Recorded data
# # # # # # #

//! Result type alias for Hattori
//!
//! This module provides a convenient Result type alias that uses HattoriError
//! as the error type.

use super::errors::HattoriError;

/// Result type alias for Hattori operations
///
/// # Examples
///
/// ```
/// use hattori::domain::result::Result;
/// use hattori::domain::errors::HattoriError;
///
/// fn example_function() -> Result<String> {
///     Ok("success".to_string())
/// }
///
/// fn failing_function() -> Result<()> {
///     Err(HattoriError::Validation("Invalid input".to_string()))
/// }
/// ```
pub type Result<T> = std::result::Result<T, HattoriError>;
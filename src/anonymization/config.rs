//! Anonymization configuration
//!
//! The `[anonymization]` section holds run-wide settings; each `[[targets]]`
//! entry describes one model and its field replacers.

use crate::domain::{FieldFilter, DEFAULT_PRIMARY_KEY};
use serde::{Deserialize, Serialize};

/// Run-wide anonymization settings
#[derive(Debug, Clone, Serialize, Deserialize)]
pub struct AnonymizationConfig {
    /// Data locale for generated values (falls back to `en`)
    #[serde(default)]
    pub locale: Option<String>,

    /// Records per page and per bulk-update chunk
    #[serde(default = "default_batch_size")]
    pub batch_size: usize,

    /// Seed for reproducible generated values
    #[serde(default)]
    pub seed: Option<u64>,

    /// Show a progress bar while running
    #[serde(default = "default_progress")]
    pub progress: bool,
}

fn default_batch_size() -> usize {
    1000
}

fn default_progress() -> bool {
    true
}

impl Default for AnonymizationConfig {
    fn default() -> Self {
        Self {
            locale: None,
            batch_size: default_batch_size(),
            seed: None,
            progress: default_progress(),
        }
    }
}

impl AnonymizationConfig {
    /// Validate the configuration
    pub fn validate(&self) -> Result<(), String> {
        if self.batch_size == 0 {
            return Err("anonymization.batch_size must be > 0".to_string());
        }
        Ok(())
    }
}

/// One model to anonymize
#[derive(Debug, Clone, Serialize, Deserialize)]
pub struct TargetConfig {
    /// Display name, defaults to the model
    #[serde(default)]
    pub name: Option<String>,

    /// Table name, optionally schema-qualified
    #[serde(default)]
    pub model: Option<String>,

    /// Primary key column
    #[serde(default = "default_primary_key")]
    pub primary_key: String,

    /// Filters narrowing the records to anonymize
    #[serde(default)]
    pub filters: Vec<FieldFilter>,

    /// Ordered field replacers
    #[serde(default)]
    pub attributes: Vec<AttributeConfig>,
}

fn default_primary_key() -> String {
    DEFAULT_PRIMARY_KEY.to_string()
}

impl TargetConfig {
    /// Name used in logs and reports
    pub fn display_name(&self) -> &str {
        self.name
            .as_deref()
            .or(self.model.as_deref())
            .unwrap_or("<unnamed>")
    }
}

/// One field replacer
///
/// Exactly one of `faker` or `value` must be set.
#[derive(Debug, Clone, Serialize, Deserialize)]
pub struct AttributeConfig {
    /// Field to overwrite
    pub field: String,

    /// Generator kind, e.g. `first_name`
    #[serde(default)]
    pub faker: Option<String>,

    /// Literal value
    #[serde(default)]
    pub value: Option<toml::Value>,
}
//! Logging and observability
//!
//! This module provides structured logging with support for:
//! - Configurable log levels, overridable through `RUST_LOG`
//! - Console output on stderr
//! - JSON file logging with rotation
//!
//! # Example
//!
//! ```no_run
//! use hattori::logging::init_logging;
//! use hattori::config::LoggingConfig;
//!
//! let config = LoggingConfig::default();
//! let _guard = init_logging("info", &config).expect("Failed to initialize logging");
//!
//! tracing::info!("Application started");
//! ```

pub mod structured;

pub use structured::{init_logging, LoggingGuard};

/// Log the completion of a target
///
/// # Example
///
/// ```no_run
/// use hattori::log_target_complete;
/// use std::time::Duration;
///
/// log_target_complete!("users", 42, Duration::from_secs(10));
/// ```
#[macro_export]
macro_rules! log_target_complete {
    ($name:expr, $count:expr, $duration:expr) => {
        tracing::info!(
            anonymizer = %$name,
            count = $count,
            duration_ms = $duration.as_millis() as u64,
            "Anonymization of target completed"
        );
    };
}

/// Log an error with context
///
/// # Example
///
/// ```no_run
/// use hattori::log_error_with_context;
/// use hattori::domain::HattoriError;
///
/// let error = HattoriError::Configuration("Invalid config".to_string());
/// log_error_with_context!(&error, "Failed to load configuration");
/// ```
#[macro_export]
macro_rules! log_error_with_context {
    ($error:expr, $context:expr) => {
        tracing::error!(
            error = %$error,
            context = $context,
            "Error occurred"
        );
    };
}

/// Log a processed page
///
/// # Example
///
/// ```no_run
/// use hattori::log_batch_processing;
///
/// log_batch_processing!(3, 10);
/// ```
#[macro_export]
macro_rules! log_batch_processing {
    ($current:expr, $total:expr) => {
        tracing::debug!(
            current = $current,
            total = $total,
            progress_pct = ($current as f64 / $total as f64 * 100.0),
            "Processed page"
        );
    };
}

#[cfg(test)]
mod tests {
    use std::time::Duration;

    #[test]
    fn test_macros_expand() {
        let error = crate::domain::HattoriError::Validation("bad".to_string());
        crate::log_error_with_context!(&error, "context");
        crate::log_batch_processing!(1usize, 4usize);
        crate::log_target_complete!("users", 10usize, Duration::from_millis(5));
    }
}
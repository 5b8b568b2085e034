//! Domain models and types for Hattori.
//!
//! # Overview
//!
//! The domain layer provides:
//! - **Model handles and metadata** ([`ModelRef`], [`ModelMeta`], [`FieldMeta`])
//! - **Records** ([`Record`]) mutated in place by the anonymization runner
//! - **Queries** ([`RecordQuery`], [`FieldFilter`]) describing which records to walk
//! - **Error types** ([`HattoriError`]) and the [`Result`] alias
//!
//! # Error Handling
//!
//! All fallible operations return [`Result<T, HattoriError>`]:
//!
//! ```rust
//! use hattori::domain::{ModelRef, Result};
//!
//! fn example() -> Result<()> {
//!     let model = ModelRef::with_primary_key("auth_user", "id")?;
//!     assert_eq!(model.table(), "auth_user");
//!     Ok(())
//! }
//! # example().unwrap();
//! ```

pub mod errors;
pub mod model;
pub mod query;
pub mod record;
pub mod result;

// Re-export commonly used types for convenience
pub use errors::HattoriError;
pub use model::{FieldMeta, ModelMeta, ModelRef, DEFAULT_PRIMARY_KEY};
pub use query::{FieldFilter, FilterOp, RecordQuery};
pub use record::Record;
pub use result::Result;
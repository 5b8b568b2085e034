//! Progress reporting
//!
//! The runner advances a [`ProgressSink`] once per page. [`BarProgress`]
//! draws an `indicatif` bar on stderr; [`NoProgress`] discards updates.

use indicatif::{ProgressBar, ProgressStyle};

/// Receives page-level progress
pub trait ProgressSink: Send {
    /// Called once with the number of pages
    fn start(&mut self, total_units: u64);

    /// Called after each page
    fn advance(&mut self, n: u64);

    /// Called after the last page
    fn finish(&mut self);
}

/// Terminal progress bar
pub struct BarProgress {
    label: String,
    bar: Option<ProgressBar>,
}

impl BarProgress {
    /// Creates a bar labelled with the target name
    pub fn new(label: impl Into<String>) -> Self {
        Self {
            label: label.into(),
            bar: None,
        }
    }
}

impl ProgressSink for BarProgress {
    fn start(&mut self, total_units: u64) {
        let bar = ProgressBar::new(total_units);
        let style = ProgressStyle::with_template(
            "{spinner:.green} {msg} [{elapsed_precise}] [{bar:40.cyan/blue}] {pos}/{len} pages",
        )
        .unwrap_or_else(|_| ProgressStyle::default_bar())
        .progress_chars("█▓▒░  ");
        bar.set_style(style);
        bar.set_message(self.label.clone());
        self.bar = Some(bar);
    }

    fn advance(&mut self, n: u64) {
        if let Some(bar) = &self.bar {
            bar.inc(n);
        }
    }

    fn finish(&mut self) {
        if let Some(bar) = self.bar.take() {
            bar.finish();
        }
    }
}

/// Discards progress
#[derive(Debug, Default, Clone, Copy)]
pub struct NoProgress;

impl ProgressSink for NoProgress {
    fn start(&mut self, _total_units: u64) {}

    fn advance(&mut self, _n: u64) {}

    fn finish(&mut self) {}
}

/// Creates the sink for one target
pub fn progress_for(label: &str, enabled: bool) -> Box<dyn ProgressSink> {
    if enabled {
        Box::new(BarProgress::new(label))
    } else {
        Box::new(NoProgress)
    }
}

# # # # # # #

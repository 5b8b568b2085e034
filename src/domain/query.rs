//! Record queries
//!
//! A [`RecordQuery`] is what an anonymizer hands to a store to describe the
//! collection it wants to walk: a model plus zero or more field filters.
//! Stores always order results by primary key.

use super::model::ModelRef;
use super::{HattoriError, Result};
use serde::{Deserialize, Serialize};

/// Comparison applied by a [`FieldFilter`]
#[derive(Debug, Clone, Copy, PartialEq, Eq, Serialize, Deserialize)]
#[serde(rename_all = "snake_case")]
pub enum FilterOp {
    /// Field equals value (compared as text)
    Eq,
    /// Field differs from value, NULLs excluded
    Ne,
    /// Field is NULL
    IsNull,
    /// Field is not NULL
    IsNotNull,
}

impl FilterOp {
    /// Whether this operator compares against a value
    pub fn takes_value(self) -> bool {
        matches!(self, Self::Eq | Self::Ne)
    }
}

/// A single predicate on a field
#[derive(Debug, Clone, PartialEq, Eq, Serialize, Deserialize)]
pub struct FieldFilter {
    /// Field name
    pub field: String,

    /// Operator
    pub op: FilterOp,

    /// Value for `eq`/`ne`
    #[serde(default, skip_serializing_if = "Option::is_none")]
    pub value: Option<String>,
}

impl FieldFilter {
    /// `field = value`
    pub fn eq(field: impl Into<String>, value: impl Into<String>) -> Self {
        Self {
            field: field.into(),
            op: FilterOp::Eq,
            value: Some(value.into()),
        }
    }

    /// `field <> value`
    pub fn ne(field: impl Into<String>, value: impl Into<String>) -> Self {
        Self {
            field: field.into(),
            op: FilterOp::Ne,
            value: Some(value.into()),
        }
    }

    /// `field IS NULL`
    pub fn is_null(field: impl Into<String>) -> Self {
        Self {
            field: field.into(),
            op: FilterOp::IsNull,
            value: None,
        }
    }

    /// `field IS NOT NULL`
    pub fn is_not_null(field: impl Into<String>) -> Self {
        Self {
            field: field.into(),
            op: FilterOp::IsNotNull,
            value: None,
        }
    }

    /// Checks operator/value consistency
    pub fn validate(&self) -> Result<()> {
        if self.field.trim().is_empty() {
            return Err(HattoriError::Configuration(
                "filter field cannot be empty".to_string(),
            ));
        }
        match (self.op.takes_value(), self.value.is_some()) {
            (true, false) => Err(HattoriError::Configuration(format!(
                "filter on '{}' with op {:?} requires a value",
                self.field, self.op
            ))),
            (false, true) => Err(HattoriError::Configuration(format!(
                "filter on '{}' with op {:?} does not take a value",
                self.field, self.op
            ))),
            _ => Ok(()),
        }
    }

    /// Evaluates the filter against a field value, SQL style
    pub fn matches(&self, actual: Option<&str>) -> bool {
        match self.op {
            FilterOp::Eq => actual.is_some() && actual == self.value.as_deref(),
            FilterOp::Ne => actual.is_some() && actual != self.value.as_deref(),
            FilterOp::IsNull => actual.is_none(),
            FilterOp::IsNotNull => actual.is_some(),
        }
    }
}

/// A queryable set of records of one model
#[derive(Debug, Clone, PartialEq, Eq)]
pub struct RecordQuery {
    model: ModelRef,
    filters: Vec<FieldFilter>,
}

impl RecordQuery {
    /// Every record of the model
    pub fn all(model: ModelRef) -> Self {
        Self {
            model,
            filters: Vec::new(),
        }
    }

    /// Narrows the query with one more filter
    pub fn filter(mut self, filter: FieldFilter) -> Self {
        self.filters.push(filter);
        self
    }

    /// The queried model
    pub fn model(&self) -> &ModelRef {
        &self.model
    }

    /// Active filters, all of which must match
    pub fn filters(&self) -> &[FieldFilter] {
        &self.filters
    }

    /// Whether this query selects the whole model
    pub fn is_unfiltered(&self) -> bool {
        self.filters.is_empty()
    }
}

# # # # # # #

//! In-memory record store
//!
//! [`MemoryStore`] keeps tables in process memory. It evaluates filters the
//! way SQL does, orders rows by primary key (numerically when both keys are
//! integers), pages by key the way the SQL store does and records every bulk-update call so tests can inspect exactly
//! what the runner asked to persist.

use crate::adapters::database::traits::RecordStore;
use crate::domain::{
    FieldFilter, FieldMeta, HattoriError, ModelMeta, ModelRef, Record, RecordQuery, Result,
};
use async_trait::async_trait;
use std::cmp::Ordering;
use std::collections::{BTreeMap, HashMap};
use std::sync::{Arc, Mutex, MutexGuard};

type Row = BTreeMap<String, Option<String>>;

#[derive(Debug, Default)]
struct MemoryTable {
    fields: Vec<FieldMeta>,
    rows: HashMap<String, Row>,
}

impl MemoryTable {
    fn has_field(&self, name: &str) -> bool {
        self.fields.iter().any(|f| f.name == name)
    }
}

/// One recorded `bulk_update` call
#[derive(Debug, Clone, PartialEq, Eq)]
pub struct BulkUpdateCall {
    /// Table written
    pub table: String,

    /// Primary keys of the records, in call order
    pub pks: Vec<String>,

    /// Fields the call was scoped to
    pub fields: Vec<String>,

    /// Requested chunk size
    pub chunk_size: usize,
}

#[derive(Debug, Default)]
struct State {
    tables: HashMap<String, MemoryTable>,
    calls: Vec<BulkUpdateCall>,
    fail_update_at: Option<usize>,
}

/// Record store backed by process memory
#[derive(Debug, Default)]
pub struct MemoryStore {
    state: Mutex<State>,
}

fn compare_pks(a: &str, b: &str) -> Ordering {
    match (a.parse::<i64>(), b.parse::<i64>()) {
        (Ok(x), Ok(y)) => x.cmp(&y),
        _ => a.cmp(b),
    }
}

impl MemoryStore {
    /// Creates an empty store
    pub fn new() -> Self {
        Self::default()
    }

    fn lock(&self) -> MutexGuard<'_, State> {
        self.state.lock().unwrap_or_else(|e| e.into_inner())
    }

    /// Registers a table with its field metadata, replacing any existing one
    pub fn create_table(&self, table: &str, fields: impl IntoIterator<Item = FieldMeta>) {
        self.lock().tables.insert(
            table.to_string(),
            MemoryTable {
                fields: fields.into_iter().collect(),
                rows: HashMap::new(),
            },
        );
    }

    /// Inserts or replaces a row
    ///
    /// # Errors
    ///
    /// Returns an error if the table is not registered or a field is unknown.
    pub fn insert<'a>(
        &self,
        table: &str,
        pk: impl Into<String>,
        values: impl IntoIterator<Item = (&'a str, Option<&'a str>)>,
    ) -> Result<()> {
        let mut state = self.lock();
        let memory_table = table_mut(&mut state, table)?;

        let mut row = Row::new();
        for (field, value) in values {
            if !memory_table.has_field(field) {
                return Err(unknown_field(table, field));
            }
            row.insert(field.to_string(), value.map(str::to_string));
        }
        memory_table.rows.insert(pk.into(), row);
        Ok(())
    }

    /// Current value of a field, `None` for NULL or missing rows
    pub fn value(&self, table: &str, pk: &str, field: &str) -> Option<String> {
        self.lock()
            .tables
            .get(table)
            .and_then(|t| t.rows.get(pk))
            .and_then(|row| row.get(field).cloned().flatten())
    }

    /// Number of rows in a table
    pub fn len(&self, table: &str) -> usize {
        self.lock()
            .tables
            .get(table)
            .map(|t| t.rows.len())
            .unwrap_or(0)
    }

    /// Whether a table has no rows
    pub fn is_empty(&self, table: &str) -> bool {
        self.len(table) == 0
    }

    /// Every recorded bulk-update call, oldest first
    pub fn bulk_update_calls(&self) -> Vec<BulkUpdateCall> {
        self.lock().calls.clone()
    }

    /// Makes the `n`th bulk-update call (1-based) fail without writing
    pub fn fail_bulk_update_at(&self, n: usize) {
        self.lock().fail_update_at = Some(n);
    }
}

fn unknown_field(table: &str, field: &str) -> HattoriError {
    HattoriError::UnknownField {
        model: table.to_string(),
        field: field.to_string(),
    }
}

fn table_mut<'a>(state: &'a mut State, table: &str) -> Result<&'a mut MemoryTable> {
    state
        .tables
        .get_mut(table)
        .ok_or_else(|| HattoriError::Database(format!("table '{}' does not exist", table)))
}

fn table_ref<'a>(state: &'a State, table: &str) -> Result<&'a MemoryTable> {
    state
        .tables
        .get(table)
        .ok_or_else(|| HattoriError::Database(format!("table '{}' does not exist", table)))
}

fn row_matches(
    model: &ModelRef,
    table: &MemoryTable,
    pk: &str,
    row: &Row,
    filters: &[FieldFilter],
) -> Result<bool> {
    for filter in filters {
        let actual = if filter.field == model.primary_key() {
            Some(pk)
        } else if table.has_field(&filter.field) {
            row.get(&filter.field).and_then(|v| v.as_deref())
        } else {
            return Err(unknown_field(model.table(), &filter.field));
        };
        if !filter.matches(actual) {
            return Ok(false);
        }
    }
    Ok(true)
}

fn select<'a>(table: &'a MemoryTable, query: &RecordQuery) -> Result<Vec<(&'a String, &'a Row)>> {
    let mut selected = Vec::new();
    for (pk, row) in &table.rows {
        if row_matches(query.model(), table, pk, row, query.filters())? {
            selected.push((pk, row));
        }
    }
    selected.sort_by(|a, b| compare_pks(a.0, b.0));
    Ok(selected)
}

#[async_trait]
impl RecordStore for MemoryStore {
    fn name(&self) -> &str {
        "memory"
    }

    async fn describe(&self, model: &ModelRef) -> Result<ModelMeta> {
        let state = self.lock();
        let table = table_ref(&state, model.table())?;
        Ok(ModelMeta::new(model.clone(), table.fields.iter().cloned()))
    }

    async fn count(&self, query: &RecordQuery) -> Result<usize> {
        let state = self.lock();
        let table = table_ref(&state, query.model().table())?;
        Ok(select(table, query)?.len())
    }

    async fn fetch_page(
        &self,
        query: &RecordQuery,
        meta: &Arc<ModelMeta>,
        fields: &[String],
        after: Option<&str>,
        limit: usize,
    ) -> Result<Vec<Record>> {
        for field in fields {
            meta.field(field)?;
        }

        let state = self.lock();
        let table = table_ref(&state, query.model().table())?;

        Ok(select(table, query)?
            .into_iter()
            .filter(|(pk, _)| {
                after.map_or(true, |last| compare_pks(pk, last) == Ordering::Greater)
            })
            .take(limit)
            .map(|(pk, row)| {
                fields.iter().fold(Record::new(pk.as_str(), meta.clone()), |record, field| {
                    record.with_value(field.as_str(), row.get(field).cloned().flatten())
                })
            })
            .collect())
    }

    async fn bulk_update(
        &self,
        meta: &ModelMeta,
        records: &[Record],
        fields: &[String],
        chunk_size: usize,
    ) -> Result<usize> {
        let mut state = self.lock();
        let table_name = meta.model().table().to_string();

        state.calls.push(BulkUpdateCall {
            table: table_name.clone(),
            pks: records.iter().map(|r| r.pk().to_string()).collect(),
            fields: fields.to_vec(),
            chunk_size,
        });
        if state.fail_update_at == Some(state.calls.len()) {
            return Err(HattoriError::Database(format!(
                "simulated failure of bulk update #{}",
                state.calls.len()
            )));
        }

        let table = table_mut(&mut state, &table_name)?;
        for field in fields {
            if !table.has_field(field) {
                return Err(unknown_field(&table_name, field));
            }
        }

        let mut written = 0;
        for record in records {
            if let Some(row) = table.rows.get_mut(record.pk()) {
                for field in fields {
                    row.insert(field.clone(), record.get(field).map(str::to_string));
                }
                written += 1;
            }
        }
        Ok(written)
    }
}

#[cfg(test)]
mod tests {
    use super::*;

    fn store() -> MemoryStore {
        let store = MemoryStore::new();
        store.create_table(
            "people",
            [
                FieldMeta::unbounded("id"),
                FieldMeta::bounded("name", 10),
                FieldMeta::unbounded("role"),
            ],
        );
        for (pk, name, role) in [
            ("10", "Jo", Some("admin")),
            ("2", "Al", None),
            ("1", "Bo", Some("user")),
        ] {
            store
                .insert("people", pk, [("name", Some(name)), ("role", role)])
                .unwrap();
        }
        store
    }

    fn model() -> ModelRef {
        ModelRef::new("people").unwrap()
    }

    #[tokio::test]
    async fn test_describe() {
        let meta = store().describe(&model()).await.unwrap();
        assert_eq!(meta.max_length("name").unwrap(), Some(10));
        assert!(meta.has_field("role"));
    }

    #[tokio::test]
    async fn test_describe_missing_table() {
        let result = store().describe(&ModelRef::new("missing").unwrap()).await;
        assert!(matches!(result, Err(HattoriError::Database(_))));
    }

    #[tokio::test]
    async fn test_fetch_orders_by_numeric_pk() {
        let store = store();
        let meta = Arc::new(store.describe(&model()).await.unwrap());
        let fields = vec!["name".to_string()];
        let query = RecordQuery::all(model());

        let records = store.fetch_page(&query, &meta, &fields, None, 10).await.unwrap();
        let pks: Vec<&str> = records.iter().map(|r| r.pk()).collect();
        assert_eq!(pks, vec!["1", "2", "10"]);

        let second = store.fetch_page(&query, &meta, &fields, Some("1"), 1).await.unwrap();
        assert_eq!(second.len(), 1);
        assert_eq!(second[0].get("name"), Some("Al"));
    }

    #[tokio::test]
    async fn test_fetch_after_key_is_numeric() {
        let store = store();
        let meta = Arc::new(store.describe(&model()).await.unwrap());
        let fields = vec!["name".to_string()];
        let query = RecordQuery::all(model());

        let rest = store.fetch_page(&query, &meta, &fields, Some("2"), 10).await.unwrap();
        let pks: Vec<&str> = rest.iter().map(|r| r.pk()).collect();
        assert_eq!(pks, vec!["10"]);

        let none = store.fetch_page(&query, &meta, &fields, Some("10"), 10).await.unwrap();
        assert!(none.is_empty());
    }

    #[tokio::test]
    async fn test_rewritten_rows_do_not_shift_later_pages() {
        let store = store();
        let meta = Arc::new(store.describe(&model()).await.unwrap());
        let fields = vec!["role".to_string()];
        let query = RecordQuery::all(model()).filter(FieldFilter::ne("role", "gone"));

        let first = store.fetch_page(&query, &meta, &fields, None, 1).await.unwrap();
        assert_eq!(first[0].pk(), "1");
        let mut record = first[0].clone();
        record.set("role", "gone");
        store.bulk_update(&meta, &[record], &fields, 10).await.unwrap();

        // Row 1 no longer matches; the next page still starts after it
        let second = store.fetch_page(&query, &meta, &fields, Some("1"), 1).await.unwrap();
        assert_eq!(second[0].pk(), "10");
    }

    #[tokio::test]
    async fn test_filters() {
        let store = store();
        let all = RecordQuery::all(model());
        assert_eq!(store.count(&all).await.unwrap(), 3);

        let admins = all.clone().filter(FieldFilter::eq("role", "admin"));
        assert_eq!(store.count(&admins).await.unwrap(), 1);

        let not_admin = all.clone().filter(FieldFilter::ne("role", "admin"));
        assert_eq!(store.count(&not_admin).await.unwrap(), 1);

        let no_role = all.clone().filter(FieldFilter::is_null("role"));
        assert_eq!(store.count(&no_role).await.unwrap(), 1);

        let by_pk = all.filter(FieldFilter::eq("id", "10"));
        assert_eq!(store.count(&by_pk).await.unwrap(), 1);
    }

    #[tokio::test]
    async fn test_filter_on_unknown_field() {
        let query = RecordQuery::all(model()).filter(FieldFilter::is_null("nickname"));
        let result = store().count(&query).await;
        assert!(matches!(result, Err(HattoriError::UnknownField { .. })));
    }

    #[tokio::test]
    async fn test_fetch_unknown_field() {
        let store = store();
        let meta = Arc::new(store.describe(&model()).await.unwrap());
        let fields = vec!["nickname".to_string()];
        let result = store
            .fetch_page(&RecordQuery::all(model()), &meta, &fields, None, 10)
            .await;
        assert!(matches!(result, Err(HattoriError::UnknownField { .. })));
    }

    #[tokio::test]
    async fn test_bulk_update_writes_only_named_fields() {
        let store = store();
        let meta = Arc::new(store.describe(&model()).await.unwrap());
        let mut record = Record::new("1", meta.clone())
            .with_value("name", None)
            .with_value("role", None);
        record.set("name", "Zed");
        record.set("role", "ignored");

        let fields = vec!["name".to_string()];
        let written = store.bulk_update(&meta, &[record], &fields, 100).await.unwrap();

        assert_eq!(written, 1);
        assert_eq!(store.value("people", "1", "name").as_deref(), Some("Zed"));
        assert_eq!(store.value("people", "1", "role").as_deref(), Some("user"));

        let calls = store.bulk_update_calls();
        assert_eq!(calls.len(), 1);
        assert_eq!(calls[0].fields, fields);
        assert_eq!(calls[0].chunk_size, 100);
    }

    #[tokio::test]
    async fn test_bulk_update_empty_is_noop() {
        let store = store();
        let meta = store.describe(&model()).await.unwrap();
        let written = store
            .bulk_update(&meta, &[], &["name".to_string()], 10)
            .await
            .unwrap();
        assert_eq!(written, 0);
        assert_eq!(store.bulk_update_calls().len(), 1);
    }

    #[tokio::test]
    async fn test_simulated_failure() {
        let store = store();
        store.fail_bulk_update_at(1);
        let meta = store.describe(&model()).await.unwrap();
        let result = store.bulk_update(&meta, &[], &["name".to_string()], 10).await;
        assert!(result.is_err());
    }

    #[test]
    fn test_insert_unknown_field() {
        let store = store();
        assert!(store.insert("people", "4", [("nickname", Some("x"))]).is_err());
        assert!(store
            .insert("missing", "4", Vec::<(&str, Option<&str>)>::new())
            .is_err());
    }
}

# # # # # # #

Report each line of the data in which "BulkUpdateCall" occurs.

#### [Result of the exercise]
pub struct BulkUpdateCall {
    calls: Vec<BulkUpdateCall>,
    pub fn bulk_update_calls(&self) -> Vec<BulkUpdateCall> {
        state.calls.push(BulkUpdateCall {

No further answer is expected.